** WORK REQUEST **
In the listing below, find the line with "absent or unreadable" and the line with "self.family.local_metadata(repo, &card)". Repeat those two lines and all lines between them exactly.

** DATA RECORDS **
********

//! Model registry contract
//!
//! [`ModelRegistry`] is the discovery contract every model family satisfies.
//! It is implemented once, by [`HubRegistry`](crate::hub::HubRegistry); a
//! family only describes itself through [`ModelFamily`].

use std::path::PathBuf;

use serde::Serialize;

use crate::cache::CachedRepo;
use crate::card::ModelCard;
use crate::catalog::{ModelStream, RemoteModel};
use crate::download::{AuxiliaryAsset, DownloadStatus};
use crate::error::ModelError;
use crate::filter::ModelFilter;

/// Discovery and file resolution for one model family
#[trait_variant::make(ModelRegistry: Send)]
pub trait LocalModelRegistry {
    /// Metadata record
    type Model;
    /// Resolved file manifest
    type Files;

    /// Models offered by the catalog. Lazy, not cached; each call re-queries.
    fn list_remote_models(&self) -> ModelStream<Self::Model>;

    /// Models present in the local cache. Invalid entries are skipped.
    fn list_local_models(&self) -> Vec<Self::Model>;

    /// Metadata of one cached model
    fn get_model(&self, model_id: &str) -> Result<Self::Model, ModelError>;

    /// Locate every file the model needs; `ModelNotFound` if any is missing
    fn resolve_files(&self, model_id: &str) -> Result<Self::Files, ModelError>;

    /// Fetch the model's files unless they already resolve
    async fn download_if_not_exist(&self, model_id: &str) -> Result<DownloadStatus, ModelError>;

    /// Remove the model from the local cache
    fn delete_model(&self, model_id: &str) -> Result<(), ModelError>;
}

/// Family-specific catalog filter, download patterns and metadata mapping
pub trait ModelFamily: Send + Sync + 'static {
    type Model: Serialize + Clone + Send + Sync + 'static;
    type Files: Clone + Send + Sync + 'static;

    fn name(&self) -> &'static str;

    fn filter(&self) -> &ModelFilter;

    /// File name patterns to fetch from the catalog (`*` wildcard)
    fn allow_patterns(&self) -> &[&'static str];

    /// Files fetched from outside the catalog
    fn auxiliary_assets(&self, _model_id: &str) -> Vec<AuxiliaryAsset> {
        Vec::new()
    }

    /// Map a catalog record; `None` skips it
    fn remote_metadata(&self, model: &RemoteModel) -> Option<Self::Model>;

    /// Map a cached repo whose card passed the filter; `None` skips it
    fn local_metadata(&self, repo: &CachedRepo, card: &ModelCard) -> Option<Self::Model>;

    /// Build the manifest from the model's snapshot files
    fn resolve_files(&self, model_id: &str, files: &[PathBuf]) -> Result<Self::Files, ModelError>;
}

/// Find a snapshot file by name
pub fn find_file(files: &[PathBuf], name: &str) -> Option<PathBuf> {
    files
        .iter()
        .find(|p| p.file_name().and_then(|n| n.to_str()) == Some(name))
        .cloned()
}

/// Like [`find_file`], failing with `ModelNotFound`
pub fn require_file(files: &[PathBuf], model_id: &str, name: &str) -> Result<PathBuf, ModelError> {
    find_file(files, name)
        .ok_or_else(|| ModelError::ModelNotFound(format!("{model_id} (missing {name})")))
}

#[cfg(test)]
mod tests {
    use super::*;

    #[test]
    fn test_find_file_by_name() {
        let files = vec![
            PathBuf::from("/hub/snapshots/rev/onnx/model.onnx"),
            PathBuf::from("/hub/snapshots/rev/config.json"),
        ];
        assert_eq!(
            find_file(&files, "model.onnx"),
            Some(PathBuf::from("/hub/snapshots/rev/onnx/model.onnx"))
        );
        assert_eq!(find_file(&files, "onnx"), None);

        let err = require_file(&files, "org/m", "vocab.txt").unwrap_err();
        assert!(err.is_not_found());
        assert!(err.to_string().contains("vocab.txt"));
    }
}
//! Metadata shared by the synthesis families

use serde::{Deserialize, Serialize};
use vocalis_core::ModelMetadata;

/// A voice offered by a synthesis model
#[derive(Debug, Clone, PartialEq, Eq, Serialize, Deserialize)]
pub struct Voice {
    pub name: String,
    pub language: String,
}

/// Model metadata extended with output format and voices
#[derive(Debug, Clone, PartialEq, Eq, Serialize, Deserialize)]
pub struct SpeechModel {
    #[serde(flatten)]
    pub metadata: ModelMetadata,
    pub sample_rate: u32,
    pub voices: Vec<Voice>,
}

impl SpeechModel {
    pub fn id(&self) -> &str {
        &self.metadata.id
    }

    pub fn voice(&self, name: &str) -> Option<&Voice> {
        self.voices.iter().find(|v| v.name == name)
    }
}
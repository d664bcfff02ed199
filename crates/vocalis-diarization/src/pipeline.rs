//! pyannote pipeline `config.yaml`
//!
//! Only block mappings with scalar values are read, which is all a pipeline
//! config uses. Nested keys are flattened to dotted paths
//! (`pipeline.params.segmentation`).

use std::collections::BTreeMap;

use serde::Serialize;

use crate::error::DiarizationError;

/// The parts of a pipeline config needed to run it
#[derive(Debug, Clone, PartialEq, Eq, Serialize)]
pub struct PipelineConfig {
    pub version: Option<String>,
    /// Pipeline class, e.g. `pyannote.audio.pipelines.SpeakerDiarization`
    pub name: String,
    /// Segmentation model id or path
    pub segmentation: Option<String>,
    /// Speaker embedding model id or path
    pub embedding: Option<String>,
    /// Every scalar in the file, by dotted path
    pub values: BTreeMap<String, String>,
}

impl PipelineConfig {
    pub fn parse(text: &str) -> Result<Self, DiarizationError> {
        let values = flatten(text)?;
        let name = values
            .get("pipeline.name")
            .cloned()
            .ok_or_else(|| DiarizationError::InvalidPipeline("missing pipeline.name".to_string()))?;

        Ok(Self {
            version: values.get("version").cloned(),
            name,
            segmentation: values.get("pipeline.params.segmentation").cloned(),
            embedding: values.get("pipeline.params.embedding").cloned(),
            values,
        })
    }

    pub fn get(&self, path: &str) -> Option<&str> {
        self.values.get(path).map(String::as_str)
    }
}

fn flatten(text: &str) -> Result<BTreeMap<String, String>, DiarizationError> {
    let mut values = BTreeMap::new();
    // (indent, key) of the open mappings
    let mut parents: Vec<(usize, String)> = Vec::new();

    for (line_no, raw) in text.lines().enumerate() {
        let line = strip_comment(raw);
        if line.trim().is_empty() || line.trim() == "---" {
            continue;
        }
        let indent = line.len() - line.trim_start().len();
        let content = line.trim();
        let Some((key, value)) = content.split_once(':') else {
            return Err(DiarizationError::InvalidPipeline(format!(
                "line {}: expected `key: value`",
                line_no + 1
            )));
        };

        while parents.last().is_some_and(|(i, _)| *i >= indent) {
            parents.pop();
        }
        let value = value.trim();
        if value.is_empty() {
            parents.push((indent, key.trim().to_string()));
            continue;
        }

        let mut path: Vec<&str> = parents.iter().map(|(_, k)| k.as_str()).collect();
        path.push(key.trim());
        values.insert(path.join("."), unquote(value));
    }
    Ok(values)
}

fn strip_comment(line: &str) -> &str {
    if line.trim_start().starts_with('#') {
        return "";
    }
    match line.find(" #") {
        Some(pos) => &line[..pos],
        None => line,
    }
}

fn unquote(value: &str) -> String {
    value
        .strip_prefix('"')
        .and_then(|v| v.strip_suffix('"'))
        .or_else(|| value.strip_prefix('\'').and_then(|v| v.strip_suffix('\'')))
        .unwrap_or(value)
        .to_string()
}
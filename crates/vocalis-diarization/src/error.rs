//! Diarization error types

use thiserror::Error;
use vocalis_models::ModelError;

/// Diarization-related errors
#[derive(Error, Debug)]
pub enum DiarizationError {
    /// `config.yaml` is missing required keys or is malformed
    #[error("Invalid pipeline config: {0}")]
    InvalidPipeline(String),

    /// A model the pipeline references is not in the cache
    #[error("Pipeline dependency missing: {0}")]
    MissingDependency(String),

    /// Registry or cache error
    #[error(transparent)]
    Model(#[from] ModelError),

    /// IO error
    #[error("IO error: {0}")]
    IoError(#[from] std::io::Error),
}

********

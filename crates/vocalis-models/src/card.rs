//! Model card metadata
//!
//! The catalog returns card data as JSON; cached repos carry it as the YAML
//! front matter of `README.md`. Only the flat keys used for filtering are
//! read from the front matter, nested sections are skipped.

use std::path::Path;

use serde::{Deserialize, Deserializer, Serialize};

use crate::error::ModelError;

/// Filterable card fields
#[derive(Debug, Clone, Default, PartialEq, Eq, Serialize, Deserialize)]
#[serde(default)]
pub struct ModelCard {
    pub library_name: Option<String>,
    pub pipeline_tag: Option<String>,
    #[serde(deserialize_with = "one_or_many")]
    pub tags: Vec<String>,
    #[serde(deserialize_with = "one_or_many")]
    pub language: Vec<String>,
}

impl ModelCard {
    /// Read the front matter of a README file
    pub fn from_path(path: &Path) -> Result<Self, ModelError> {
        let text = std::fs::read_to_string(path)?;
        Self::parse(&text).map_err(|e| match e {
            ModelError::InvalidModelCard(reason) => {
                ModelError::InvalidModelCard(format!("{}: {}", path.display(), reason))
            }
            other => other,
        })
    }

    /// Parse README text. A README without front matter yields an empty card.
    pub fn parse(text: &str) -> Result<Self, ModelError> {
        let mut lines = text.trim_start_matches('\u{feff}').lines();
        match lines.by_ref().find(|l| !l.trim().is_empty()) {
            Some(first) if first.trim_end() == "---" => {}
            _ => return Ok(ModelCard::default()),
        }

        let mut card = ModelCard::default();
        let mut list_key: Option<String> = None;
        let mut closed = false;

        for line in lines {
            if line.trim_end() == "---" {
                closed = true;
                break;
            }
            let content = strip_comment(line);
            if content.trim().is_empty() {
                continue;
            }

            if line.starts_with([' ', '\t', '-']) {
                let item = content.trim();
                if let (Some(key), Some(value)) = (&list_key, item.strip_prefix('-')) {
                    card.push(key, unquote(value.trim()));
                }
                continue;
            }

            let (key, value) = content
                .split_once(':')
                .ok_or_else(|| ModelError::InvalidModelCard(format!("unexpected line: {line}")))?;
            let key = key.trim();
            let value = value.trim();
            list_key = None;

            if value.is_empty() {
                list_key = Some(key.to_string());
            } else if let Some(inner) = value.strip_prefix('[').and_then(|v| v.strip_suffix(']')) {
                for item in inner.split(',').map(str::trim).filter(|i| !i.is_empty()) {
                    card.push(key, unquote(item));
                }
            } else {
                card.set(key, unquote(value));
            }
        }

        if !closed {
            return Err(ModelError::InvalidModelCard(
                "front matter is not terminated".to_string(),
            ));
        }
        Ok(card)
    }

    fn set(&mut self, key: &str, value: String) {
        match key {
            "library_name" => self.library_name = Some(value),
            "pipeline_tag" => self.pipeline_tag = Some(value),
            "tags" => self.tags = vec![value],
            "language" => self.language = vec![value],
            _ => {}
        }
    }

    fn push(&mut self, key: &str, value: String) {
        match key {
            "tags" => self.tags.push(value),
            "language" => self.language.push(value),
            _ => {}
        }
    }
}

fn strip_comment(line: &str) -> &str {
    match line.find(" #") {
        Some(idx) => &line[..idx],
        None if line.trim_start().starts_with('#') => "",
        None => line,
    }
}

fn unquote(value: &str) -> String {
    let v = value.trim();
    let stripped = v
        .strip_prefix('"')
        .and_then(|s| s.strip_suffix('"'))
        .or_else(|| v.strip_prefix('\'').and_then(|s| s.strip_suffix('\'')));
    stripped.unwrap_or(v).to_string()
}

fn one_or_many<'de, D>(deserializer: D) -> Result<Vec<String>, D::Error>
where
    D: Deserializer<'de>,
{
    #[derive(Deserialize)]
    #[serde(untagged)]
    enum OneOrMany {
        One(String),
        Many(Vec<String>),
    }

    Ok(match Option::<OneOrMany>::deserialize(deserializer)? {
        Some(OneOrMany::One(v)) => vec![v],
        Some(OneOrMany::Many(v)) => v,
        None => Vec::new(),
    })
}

********

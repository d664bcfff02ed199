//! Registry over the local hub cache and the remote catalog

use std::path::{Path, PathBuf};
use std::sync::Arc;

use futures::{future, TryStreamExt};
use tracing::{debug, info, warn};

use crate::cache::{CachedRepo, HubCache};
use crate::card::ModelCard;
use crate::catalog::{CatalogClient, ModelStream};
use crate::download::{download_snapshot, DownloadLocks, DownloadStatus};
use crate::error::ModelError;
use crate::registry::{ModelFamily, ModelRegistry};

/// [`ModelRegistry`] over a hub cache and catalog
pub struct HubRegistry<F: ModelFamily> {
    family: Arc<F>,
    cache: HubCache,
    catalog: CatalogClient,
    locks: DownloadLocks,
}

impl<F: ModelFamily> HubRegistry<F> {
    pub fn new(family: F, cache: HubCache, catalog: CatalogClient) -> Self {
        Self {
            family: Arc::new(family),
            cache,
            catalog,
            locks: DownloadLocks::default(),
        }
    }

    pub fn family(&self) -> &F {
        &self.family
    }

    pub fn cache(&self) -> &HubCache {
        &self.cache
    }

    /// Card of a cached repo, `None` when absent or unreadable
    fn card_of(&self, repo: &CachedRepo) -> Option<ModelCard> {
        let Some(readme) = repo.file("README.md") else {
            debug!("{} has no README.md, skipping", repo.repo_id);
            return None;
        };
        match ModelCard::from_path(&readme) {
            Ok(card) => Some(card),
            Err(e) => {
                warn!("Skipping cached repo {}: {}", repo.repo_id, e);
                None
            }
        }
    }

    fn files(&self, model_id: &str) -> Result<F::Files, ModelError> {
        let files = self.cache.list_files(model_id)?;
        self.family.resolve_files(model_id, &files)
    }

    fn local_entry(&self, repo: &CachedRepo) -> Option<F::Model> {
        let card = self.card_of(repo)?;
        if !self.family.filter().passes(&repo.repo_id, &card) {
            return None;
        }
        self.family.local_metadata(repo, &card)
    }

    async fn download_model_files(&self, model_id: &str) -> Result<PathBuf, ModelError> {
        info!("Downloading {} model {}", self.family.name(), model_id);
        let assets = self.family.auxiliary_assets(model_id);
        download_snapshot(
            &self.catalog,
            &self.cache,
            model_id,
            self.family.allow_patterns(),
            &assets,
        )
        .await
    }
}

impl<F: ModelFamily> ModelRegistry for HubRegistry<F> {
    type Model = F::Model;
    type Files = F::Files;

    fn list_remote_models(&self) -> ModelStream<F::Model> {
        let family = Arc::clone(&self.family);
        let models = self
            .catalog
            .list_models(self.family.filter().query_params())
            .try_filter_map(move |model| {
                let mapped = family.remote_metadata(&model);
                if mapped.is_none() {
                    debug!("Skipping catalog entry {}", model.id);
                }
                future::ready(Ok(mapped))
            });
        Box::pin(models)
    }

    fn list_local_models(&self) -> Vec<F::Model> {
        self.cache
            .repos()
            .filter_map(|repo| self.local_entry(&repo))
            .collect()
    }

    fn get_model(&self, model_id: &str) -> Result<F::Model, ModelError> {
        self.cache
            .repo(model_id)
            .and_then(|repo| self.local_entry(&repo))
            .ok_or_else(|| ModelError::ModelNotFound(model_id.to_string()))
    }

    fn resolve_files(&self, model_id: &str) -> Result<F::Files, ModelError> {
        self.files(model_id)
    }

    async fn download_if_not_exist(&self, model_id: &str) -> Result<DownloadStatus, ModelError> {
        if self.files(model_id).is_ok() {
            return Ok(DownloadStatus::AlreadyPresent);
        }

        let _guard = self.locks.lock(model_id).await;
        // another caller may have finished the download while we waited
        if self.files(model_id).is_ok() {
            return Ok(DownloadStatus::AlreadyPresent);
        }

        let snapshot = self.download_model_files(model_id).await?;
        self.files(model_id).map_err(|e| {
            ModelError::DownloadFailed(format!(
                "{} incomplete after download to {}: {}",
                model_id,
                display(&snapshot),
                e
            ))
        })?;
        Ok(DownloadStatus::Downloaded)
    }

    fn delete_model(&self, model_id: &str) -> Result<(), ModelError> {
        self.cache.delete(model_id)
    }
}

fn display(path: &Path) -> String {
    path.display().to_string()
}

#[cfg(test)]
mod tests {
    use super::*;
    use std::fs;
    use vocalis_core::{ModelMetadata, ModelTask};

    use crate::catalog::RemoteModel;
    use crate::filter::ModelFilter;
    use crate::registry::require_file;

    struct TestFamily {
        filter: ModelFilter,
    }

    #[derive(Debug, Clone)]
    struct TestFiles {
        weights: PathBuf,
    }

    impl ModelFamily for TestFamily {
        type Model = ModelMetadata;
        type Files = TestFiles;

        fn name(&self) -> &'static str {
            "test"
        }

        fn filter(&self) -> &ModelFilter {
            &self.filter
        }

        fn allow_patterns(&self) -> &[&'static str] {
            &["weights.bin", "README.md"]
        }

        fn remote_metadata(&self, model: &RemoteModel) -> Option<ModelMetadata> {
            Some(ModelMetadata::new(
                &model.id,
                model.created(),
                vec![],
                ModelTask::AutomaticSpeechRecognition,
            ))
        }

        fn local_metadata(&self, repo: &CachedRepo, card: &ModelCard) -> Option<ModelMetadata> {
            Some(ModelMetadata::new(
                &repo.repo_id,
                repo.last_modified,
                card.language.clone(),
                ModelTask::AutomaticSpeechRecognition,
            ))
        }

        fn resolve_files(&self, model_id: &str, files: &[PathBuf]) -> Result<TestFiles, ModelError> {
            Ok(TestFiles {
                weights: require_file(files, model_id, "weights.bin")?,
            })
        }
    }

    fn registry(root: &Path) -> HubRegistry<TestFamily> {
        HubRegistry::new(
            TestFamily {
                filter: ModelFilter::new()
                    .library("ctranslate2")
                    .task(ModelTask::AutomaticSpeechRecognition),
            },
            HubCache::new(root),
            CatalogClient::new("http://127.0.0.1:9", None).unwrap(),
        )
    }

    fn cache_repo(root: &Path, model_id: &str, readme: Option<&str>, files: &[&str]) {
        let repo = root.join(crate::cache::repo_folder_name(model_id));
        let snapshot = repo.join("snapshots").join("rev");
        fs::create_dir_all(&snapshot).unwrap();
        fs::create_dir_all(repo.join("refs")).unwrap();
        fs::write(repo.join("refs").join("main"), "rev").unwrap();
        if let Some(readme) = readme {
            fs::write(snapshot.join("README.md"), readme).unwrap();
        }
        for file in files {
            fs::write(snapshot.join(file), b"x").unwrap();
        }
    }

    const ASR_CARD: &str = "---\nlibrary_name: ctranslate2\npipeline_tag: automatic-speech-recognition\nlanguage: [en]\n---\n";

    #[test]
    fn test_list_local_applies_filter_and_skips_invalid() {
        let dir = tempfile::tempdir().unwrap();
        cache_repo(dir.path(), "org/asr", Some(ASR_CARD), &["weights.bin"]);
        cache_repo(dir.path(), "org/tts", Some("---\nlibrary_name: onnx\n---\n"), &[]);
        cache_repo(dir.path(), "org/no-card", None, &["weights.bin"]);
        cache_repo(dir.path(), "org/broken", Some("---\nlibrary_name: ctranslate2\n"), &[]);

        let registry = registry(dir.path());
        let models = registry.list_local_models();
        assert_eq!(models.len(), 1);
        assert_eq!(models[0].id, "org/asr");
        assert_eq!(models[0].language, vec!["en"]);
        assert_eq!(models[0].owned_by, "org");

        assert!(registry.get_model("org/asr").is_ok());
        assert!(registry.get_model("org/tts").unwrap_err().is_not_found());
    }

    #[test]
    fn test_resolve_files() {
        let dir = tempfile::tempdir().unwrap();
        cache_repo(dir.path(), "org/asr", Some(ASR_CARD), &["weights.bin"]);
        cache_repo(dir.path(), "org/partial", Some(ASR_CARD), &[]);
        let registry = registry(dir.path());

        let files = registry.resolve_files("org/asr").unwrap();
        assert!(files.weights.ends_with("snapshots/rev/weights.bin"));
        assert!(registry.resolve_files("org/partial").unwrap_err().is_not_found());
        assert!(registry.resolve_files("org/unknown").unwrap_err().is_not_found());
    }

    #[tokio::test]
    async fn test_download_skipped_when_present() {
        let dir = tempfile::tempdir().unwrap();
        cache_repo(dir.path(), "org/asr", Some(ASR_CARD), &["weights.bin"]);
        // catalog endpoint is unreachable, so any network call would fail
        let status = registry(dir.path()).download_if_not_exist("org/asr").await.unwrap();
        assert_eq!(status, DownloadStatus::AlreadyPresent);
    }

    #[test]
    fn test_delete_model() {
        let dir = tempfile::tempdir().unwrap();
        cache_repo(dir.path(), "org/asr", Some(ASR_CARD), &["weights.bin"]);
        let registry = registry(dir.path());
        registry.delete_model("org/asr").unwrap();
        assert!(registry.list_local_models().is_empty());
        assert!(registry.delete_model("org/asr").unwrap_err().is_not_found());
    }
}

********

** RESPONSE **
    /// Card of a cached repo, `None` when absent or unreadable
    fn card_of(&self, repo: &CachedRepo) -> Option<ModelCard> {
        let Some(readme) = repo.file("README.md") else {
            debug!("{} has no README.md, skipping", repo.repo_id);
            return None;
        };
        match ModelCard::from_path(&readme) {
            Ok(card) => Some(card),
            Err(e) => {
                warn!("Skipping cached repo {}: {}", repo.repo_id, e);
                None
            }
        }
    }

    fn files(&self, model_id: &str) -> Result<F::Files, ModelError> {
        let files = self.cache.list_files(model_id)?;
        self.family.resolve_files(model_id, &files)
    }

    fn local_entry(&self, repo: &CachedRepo) -> Option<F::Model> {
        let card = self.card_of(repo)?;
        if !self.family.filter().passes(&repo.repo_id, &card) {
            return None;
        }
        self.family.local_metadata(repo, &card)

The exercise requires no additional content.